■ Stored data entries
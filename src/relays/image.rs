//! Image relay: fetch a caller-supplied URL and hand its bytes back with
//! permissive CORS headers, so browsers can draw cross-origin images onto a
//! canvas.
//!
//! By default any target is fetched (open proxy). Deployments that need to
//! restrict this configure an allow-list of hosts.

use crate::function::{FunctionContext, FunctionManifest, RelayError, RelayFunction};
use crate::http::{RelayRequest, RelayResponse, StatusCode};
use crate::relays::cors::IMAGE_CORS;
use crate::upstream::{Fetcher, UpstreamRequest};
use async_trait::async_trait;
use reqwest::Url;
use std::sync::Arc;
use tracing::{debug, error, warn};

pub static IMAGE_PROXY_MANIFEST: FunctionManifest =
    FunctionManifest::new("image-proxy", "v1", "/api/image-proxy")
        .with_description("Fetches ?url= and returns its bytes with CORS headers");

pub const MISSING_URL_MESSAGE: &str = "Missing url query parameter";
pub const PROXY_FAILED_MESSAGE: &str = "Image proxy failed";
pub const HOST_NOT_ALLOWED_MESSAGE: &str = "Target host not allowed";

const DEFAULT_CONTENT_TYPE: &str = "application/octet-stream";

pub struct ImageRelay {
    fetcher: Arc<dyn Fetcher>,
    allowed_hosts: Vec<String>,
}

impl ImageRelay {
    pub fn new(fetcher: Arc<dyn Fetcher>) -> Self {
        Self {
            fetcher,
            allowed_hosts: Vec::new(),
        }
    }

    /// Restrict targets to the given hosts (exact, case-insensitive). An
    /// empty list keeps the relay open.
    pub fn with_allowed_hosts<I, S>(mut self, hosts: I) -> Self
    where
        I: IntoIterator<Item = S>,
        S: AsRef<str>,
    {
        self.allowed_hosts = hosts
            .into_iter()
            .map(|host| host.as_ref().trim().to_ascii_lowercase())
            .filter(|host| !host.is_empty())
            .collect();
        self
    }

    pub fn allowed_hosts(&self) -> &[String] {
        &self.allowed_hosts
    }

    fn permits(&self, target: &str) -> Result<bool, RelayError> {
        if self.allowed_hosts.is_empty() {
            return Ok(true);
        }

        let url = Url::parse(target)
            .map_err(|e| RelayError::new(format!("invalid target url '{}': {}", target, e)))?;
        let host = url.host_str().unwrap_or_default().to_ascii_lowercase();
        Ok(self.allowed_hosts.iter().any(|allowed| *allowed == host))
    }

    async fn relay(&self, request: &RelayRequest) -> Result<RelayResponse, RelayError> {
        let raw = match request.query_param("url")? {
            Some(raw) => raw,
            None => {
                return Ok(RelayResponse::error(
                    StatusCode::BAD_REQUEST,
                    MISSING_URL_MESSAGE,
                ))
            }
        };

        // The query layer already decoded once; targets arrive encoded a
        // second time by callers that wrap a fully encoded URL.
        if let Some(at) = malformed_escape(&raw) {
            return Err(RelayError::new(format!(
                "malformed percent escape at byte {} in '{}'",
                at, raw
            )));
        }
        let target = urlencoding::decode(&raw)?.into_owned();

        if !self.permits(&target)? {
            warn!("Rejected image proxy target outside allow-list: {}", target);
            return Ok(RelayResponse::error(
                StatusCode::FORBIDDEN,
                HOST_NOT_ALLOWED_MESSAGE,
            ));
        }

        let upstream = self.fetcher.fetch(UpstreamRequest::get(&target)).await?;

        if !upstream.status.is_success() {
            debug!("Upstream {} answered {}", target, upstream.status);
            return Ok(RelayResponse::error(
                upstream.status,
                format!("Upstream error {}", upstream.status),
            ));
        }

        let content_type = upstream
            .get_header("content-type")
            .unwrap_or(DEFAULT_CONTENT_TYPE)
            .to_string();

        Ok(RelayResponse::bytes(content_type, upstream.body).with_headers(IMAGE_CORS))
    }
}

/// Position of the first `%` not followed by two hex digits.
/// `urlencoding::decode` passes such sequences through unchanged.
fn malformed_escape(value: &str) -> Option<usize> {
    let bytes = value.as_bytes();
    let is_hex = |i: usize| bytes.get(i).is_some_and(u8::is_ascii_hexdigit);
    bytes
        .iter()
        .enumerate()
        .find(|&(i, &b)| b == b'%' && !(is_hex(i + 1) && is_hex(i + 2)))
        .map(|(i, _)| i)
}

#[async_trait]
impl RelayFunction for ImageRelay {
    async fn fetch(
        &self,
        request: RelayRequest,
        ctx: &FunctionContext,
    ) -> Result<RelayResponse, RelayError> {
        match self.relay(&request).await {
            Ok(response) => Ok(response),
            Err(e) => {
                error!("Image proxy error: {} [{}]", e, ctx.request_id);
                Ok(RelayResponse::error(
                    StatusCode::INTERNAL_SERVER_ERROR,
                    PROXY_FAILED_MESSAGE,
                ))
            }
        }
    }

    fn manifest(&self) -> &'static FunctionManifest {
        &IMAGE_PROXY_MANIFEST
    }
}

#[cfg(test)]
mod tests {
    use super::*;
    use crate::http::Method;
    use crate::upstream::testing::ScriptedFetcher;
    use crate::upstream::UpstreamResponse;

    const PNG: &[u8] = &[0x89, b'P', b'N', b'G', 0x0d, 0x0a, 0x1a, 0x0a, 0x00, 0xff];

    fn ctx() -> FunctionContext {
        FunctionContext::new("image-proxy", "req-test")
    }

    fn get(url: &str) -> RelayRequest {
        RelayRequest::new(Method::Get, url)
    }

    #[tokio::test]
    async fn test_missing_url_is_bad_request() {
        let fetcher = Arc::new(ScriptedFetcher::replying(UpstreamResponse::new(200u16, "")));
        let relay = ImageRelay::new(fetcher.clone());

        let response = relay.fetch(get("/api/image-proxy"), &ctx()).await.unwrap();

        assert_eq!(response.status, StatusCode::BAD_REQUEST);
        assert_eq!(
            response.text_body().as_deref(),
            Some(r#"{"error":"Missing url query parameter"}"#)
        );
        assert!(fetcher.requests().is_empty());
    }

    #[tokio::test]
    async fn test_proxies_bytes_and_content_type() {
        let fetcher = Arc::new(ScriptedFetcher::replying(
            UpstreamResponse::new(200u16, PNG).header("Content-Type", "image/png"),
        ));
        let relay = ImageRelay::new(fetcher.clone());

        let response = relay
            .fetch(
                get("/api/image-proxy?url=https%3A%2F%2Fcdn.example.com%2Flogo.png"),
                &ctx(),
            )
            .await
            .unwrap();

        assert_eq!(response.status, StatusCode::OK);
        assert_eq!(response.body.as_deref(), Some(PNG));
        assert_eq!(
            response.get_header("Content-Type").map(String::as_str),
            Some("image/png")
        );
        assert_eq!(
            response.get_header("Access-Control-Allow-Origin").map(String::as_str),
            Some("*")
        );
        assert_eq!(
            response.get_header("Access-Control-Allow-Methods").map(String::as_str),
            Some("GET, OPTIONS")
        );
        assert_eq!(
            response.get_header("Access-Control-Allow-Headers").map(String::as_str),
            Some("Content-Type")
        );
        assert_eq!(fetcher.requests()[0].url, "https://cdn.example.com/logo.png");
    }

    #[tokio::test]
    async fn test_double_encoded_target_is_decoded_twice() {
        let fetcher = Arc::new(ScriptedFetcher::replying(UpstreamResponse::new(200u16, "x")));
        let relay = ImageRelay::new(fetcher.clone());

        relay
            .fetch(
                get("/api/image-proxy?url=https%253A%252F%252Fcdn.example.com%252Fa.png"),
                &ctx(),
            )
            .await
            .unwrap();

        assert_eq!(fetcher.requests()[0].url, "https://cdn.example.com/a.png");
    }

    #[tokio::test]
    async fn test_missing_content_type_defaults_to_octet_stream() {
        let fetcher = Arc::new(ScriptedFetcher::replying(UpstreamResponse::new(200u16, PNG)));
        let relay = ImageRelay::new(fetcher);

        let response = relay
            .fetch(get("/api/image-proxy?url=https://cdn.example.com/raw"), &ctx())
            .await
            .unwrap();

        assert_eq!(
            response.get_header("Content-Type").map(String::as_str),
            Some("application/octet-stream")
        );
    }

    #[tokio::test]
    async fn test_upstream_status_is_mirrored() {
        let fetcher = Arc::new(ScriptedFetcher::replying(UpstreamResponse::new(
            404u16,
            "not here",
        )));
        let relay = ImageRelay::new(fetcher);

        let response = relay
            .fetch(get("/api/image-proxy?url=https://cdn.example.com/gone.png"), &ctx())
            .await
            .unwrap();

        assert_eq!(response.status, StatusCode::NOT_FOUND);
        assert_eq!(
            response.text_body().as_deref(),
            Some(r#"{"error":"Upstream error 404"}"#)
        );
    }

    #[tokio::test]
    async fn test_network_failure_is_internal_error() {
        let fetcher = Arc::new(ScriptedFetcher::failing("dns error: no such host"));
        let relay = ImageRelay::new(fetcher);

        let response = relay
            .fetch(get("/api/image-proxy?url=https://nowhere.invalid/a.png"), &ctx())
            .await
            .unwrap();

        assert_eq!(response.status, StatusCode::INTERNAL_SERVER_ERROR);
        assert_eq!(
            response.text_body().as_deref(),
            Some(r#"{"error":"Image proxy failed"}"#)
        );
    }

    #[tokio::test]
    async fn test_invalid_utf8_after_decoding_is_internal_error() {
        let fetcher = Arc::new(ScriptedFetcher::replying(UpstreamResponse::new(200u16, "")));
        let relay = ImageRelay::new(fetcher.clone());

        // %25FF decodes to %FF, which is not valid UTF-8 on the second pass.
        let response = relay
            .fetch(get("/api/image-proxy?url=%25FF"), &ctx())
            .await
            .unwrap();

        assert_eq!(response.status, StatusCode::INTERNAL_SERVER_ERROR);
        assert!(fetcher.requests().is_empty());
    }

    #[tokio::test]
    async fn test_malformed_escape_after_decoding_is_internal_error() {
        let fetcher = Arc::new(ScriptedFetcher::replying(UpstreamResponse::new(200u16, PNG)));
        let relay = ImageRelay::new(fetcher.clone());

        for url in [
            // https://cdn.example.com/100%
            "/api/image-proxy?url=https%3A%2F%2Fcdn.example.com%2F100%25",
            // https://cdn.example.com/a%zz.png
            "/api/image-proxy?url=https%3A%2F%2Fcdn.example.com%2Fa%25zz.png",
        ] {
            let response = relay.fetch(get(url), &ctx()).await.unwrap();

            assert_eq!(response.status, StatusCode::INTERNAL_SERVER_ERROR);
            assert_eq!(
                response.text_body().as_deref(),
                Some(r#"{"error":"Image proxy failed"}"#)
            );
        }
        assert!(fetcher.requests().is_empty());
    }

    #[test]
    fn test_malformed_escape_positions() {
        assert_eq!(malformed_escape("https://cdn.example.com/a%2Fb"), None);
        assert_eq!(malformed_escape("no-escapes"), None);
        assert_eq!(malformed_escape("100%"), Some(3));
        assert_eq!(malformed_escape("a%4"), Some(1));
        assert_eq!(malformed_escape("%41%g1"), Some(3));
    }

    #[tokio::test]
    async fn test_allow_list_rejects_other_hosts() {
        let fetcher = Arc::new(ScriptedFetcher::replying(UpstreamResponse::new(200u16, PNG)));
        let relay = ImageRelay::new(fetcher.clone()).with_allowed_hosts(["CDN.example.com", " "]);
        assert_eq!(relay.allowed_hosts(), ["cdn.example.com".to_string()]);

        let rejected = relay
            .fetch(get("/api/image-proxy?url=http://169.254.169.254/latest"), &ctx())
            .await
            .unwrap();
        assert_eq!(rejected.status, StatusCode::FORBIDDEN);
        assert!(fetcher.requests().is_empty());

        let allowed = relay
            .fetch(get("/api/image-proxy?url=https://cdn.example.com/a.png"), &ctx())
            .await
            .unwrap();
        assert_eq!(allowed.status, StatusCode::OK);
        assert_eq!(fetcher.requests().len(), 1);
    }
}
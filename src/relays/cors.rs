//! CORS header sets. The exact values are part of the public contract.

/// Headers added to a successful image relay response.
pub const IMAGE_CORS: &[(&str, &str)] = &[
    ("Access-Control-Allow-Origin", "*"),
    ("Access-Control-Allow-Methods", "GET, OPTIONS"),
    ("Access-Control-Allow-Headers", "Content-Type"),
];

/// Headers added to every OneSignal relay response.
pub const ONESIGNAL_CORS: &[(&str, &str)] = &[
    ("Access-Control-Allow-Origin", "*"),
    ("Access-Control-Allow-Methods", "GET, POST, PUT, DELETE, OPTIONS"),
    ("Access-Control-Allow-Headers", "Content-Type, Authorization"),
];
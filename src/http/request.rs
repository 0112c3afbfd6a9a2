//! Relay HTTP request type providing a fetch-like API.

use crate::function::RelayError;
use bytes::Bytes;
use std::collections::HashMap;

/// HTTP method enumeration.
///
/// Verbs outside the common set are kept as [`Method::Other`] so a relay can
/// reject them instead of treating them as `GET`.
#[derive(Debug, Clone, Default, PartialEq, Eq)]
pub enum Method {
    #[default]
    Get,
    Post,
    Put,
    Delete,
    Patch,
    Head,
    Options,
    Other(String),
}

impl std::fmt::Display for Method {
    fn fmt(&self, f: &mut std::fmt::Formatter<'_>) -> std::fmt::Result {
        match self {
            Method::Get => write!(f, "GET"),
            Method::Post => write!(f, "POST"),
            Method::Put => write!(f, "PUT"),
            Method::Delete => write!(f, "DELETE"),
            Method::Patch => write!(f, "PATCH"),
            Method::Head => write!(f, "HEAD"),
            Method::Options => write!(f, "OPTIONS"),
            Method::Other(verb) => write!(f, "{}", verb),
        }
    }
}

impl From<&hyper::Method> for Method {
    fn from(method: &hyper::Method) -> Self {
        match *method {
            hyper::Method::GET => Method::Get,
            hyper::Method::POST => Method::Post,
            hyper::Method::PUT => Method::Put,
            hyper::Method::DELETE => Method::Delete,
            hyper::Method::PATCH => Method::Patch,
            hyper::Method::HEAD => Method::Head,
            hyper::Method::OPTIONS => Method::Options,
            ref other => Method::Other(other.as_str().to_string()),
        }
    }
}

/// Fetch-like HTTP request handed to relay functions.
#[derive(Debug, Clone)]
pub struct RelayRequest {
    /// HTTP method.
    pub method: Method,
    /// Request path with its optional `?query` suffix.
    pub url: String,
    /// HTTP headers, names lower-cased.
    pub headers: HashMap<String, String>,
    /// Request body.
    pub body: Option<Bytes>,
}

impl RelayRequest {
    /// Create a new RelayRequest.
    pub fn new(method: Method, url: impl Into<String>) -> Self {
        Self {
            method,
            url: url.into(),
            headers: HashMap::new(),
            body: None,
        }
    }

    /// Add a header to the request.
    pub fn header(mut self, key: impl Into<String>, value: impl Into<String>) -> Self {
        self.headers
            .insert(key.into().to_ascii_lowercase(), value.into());
        self
    }

    /// Set the request body.
    pub fn body(mut self, body: impl Into<Bytes>) -> Self {
        self.body = Some(body.into());
        self
    }

    /// Get a header value (case-insensitive).
    pub fn get_header(&self, key: &str) -> Option<&String> {
        self.headers.get(&key.to_ascii_lowercase())
    }

    /// Path component of the request URL.
    pub fn path(&self) -> &str {
        match self.url.split_once('?') {
            Some((path, _)) => path,
            None => &self.url,
        }
    }

    /// Raw, still-encoded query string (empty when absent).
    pub fn query_string(&self) -> &str {
        self.url
            .split_once('?')
            .map(|(_, query)| query)
            .unwrap_or("")
    }

    /// Decoded query pairs in the order they appear.
    pub fn query_pairs(&self) -> Result<Vec<(String, String)>, RelayError> {
        serde_urlencoded::from_str(self.query_string())
            .map_err(|e| RelayError::bad_request(format!("invalid query string: {}", e)))
    }

    /// First decoded value for `name`. A key given without a value yields
    /// `Some("")`, distinct from an absent key.
    pub fn query_param(&self, name: &str) -> Result<Option<String>, RelayError> {
        Ok(self
            .query_pairs()?
            .into_iter()
            .find(|(key, _)| key == name)
            .map(|(_, value)| value))
    }
}

impl Default for RelayRequest {
    fn default() -> Self {
        Self::new(Method::Get, "/")
    }
}
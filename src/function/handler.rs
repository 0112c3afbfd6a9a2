//! Relay function trait, invocation context and error type.

use crate::function::manifest::FunctionManifest;
use crate::http::{RelayRequest, RelayResponse};
use crate::upstream::FetchError;
use async_trait::async_trait;

/// Per-invocation context passed to relay functions.
#[derive(Debug, Clone, Default)]
pub struct FunctionContext {
    /// Function name.
    pub function_name: String,
    /// Request ID for tracing.
    pub request_id: String,
}

impl FunctionContext {
    /// Create a new function context.
    pub fn new(function_name: impl Into<String>, request_id: impl Into<String>) -> Self {
        Self {
            function_name: function_name.into(),
            request_id: request_id.into(),
        }
    }
}

/// A stateless relay: one inbound request in, one response out.
///
/// Implementations receive everything they need (configuration, outbound
/// client) at construction and must not share mutable state between
/// invocations.
#[async_trait]
pub trait RelayFunction: Send + Sync {
    /// Handle an incoming HTTP request (fetch event).
    async fn fetch(
        &self,
        request: RelayRequest,
        ctx: &FunctionContext,
    ) -> Result<RelayResponse, RelayError>;

    /// Static metadata: id, version and mount path.
    fn manifest(&self) -> &'static FunctionManifest;

    /// Get the function name.
    fn name(&self) -> &str {
        self.manifest().id
    }
}

/// Relay function error type.
#[derive(Debug, Clone)]
pub struct RelayError {
    /// Error message.
    pub message: String,
    /// HTTP status code to surface.
    pub code: u16,
}

impl RelayError {
    /// Create a new RelayError.
    pub fn new(message: impl Into<String>) -> Self {
        Self {
            message: message.into(),
            code: 500,
        }
    }

    /// Create a RelayError with a specific code.
    pub fn with_code(code: u16, message: impl Into<String>) -> Self {
        Self {
            message: message.into(),
            code,
        }
    }

    /// Create a not found error.
    pub fn not_found(message: impl Into<String>) -> Self {
        Self::with_code(404, message)
    }

    /// Create a bad request error.
    pub fn bad_request(message: impl Into<String>) -> Self {
        Self::with_code(400, message)
    }
}

impl std::fmt::Display for RelayError {
    fn fmt(&self, f: &mut std::fmt::Formatter<'_>) -> std::fmt::Result {
        write!(f, "[{}] {}", self.code, self.message)
    }
}

impl std::error::Error for RelayError {}

impl From<RelayError> for RelayResponse {
    fn from(err: RelayError) -> Self {
        RelayResponse::error(err.code, err.message)
    }
}

impl From<FetchError> for RelayError {
    fn from(err: FetchError) -> Self {
        RelayError::new(err.to_string())
    }
}

impl From<serde_json::Error> for RelayError {
    fn from(err: serde_json::Error) -> Self {
        RelayError::new(format!("invalid JSON: {}", err))
    }
}

impl From<std::string::FromUtf8Error> for RelayError {
    fn from(err: std::string::FromUtf8Error) -> Self {
        RelayError::new(format!("invalid UTF-8: {}", err))
    }
}

#[cfg(test)]
mod tests {
    use super::*;
    use crate::http::StatusCode;

    #[test]
    fn test_error_converts_to_json_response() {
        let response: RelayResponse = RelayError::not_found("No function registered for /x").into();
        assert_eq!(response.status, StatusCode::NOT_FOUND);
        assert_eq!(
            response.text_body().as_deref(),
            Some(r#"{"error":"No function registered for /x"}"#)
        );
    }

    #[test]
    fn test_fetch_error_is_internal() {
        let err: RelayError = FetchError::new("dns failure").into();
        assert_eq!(err.code, 500);
        assert!(err.message.contains("dns failure"));
    }
}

■ What the task requires
Beginning at the top of the entries above, output each line exactly, and end with the line in which "allow-list of hosts." appears.

■ Reply to the exercise
filename src/relays/image.rs
//! Image relay: fetch a caller-supplied URL and hand its bytes back with
//! permissive CORS headers, so browsers can draw cross-origin images onto a
//! canvas.
//!
//! By default any target is fetched (open proxy). Deployments that need to
//! restrict this configure an allow-list of hosts.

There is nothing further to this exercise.